*** Begin section ***
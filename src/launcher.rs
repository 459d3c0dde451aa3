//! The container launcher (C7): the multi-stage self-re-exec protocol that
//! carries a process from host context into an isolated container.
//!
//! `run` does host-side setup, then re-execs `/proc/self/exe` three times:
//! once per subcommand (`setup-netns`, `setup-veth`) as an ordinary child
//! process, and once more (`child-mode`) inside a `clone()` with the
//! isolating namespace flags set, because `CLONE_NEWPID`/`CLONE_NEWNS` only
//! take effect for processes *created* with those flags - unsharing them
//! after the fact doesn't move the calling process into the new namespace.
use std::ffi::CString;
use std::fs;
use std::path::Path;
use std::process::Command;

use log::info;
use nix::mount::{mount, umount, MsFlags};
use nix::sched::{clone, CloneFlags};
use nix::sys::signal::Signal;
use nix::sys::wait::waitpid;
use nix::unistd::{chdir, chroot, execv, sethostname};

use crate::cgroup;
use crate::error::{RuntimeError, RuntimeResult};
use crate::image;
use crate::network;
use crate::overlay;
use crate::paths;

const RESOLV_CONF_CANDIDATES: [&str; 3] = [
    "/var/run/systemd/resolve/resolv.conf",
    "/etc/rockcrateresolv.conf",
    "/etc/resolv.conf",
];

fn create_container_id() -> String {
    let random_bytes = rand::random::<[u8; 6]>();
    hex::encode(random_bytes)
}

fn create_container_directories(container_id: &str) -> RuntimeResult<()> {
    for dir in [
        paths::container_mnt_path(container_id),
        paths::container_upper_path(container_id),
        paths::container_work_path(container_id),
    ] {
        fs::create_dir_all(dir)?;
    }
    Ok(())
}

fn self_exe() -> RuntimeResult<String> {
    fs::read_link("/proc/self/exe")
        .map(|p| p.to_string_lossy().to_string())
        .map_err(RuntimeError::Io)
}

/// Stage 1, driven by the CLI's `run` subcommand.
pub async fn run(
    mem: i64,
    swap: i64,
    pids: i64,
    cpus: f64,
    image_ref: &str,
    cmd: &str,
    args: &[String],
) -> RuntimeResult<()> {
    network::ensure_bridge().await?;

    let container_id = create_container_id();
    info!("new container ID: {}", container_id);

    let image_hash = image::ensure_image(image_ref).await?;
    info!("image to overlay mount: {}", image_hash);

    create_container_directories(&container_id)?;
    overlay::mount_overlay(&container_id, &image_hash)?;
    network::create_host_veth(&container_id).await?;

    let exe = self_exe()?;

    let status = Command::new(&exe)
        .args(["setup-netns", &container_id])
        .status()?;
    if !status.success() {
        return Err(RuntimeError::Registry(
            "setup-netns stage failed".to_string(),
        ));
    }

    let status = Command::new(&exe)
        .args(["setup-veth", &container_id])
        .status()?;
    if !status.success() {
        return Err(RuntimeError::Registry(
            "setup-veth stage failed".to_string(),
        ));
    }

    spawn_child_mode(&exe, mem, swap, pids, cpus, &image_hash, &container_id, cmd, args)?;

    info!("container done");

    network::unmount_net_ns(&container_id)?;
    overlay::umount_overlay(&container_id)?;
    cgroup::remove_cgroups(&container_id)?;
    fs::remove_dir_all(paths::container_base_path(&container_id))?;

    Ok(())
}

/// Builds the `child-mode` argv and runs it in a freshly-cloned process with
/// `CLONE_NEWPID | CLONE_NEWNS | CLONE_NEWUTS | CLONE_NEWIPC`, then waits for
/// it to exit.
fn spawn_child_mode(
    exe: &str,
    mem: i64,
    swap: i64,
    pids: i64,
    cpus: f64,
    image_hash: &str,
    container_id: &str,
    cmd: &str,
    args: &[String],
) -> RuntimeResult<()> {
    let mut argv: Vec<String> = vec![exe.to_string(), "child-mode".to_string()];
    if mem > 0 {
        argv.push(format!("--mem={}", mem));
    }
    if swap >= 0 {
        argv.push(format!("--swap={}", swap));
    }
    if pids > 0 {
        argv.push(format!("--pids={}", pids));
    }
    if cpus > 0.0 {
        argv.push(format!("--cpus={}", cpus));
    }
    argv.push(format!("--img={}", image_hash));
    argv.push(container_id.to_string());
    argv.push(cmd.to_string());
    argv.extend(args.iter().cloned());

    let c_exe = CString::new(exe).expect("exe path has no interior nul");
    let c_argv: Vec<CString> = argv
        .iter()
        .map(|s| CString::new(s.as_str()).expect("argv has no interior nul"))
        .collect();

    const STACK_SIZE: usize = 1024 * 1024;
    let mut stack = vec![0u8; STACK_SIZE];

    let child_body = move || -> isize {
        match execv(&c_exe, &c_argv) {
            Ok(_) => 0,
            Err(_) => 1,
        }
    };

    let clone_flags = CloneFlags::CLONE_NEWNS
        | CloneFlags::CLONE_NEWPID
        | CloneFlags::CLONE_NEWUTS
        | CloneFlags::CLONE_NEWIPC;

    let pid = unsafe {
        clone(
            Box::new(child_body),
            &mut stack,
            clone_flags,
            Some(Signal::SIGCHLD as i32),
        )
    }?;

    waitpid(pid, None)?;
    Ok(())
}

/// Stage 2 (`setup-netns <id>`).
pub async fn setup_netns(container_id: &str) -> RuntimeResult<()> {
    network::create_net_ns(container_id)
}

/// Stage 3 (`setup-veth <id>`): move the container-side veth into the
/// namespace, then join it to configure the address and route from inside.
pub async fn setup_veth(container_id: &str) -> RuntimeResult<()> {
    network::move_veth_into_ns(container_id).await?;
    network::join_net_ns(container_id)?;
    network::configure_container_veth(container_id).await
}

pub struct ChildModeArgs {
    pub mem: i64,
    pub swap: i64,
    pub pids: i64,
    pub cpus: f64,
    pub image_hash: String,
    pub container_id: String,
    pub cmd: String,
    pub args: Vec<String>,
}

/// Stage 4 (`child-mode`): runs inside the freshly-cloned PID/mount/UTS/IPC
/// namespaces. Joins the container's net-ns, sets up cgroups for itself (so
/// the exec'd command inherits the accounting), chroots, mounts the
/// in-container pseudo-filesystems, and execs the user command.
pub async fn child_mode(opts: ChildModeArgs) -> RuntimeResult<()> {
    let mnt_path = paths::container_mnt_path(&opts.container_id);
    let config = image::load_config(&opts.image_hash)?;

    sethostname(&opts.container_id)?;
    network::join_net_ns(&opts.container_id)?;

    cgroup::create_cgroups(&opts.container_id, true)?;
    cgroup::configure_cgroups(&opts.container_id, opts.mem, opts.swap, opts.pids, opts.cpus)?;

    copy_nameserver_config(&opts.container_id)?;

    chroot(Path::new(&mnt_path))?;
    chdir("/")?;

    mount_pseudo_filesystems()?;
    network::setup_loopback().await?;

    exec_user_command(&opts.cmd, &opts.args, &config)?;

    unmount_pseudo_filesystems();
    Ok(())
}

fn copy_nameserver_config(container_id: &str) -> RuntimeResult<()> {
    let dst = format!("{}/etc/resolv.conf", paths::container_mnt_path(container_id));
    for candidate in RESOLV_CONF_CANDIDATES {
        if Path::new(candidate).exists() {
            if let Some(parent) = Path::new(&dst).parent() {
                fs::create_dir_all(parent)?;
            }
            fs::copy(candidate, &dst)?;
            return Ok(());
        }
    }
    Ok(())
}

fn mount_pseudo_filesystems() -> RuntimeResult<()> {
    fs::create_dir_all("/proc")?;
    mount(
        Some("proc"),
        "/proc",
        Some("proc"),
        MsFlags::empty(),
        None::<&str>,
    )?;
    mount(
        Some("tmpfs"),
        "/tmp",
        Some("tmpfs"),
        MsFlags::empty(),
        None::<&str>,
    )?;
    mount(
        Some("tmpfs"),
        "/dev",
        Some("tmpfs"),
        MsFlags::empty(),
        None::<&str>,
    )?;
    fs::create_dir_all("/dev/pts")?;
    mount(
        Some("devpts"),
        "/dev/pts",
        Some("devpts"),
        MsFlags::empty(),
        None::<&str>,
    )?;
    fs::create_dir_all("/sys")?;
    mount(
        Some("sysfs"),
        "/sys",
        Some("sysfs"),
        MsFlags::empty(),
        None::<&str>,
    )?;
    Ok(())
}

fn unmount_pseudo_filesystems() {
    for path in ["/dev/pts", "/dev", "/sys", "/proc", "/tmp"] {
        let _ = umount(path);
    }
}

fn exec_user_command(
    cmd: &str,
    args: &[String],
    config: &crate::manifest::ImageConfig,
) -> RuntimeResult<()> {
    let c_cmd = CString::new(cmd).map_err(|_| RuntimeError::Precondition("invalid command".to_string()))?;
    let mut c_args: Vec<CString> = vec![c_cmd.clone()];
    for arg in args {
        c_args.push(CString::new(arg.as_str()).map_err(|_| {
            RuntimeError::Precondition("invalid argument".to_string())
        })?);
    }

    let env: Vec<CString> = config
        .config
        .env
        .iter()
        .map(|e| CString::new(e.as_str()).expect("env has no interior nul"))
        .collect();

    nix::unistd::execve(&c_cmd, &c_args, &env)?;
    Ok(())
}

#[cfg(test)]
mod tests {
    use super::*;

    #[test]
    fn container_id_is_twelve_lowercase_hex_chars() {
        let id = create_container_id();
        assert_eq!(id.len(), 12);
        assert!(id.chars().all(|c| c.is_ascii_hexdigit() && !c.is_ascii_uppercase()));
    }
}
*** End section ***
◆ Work to complete
Count the lines in the entries above that hold the string "freshly", and give that count without any other text.

◆ Result
2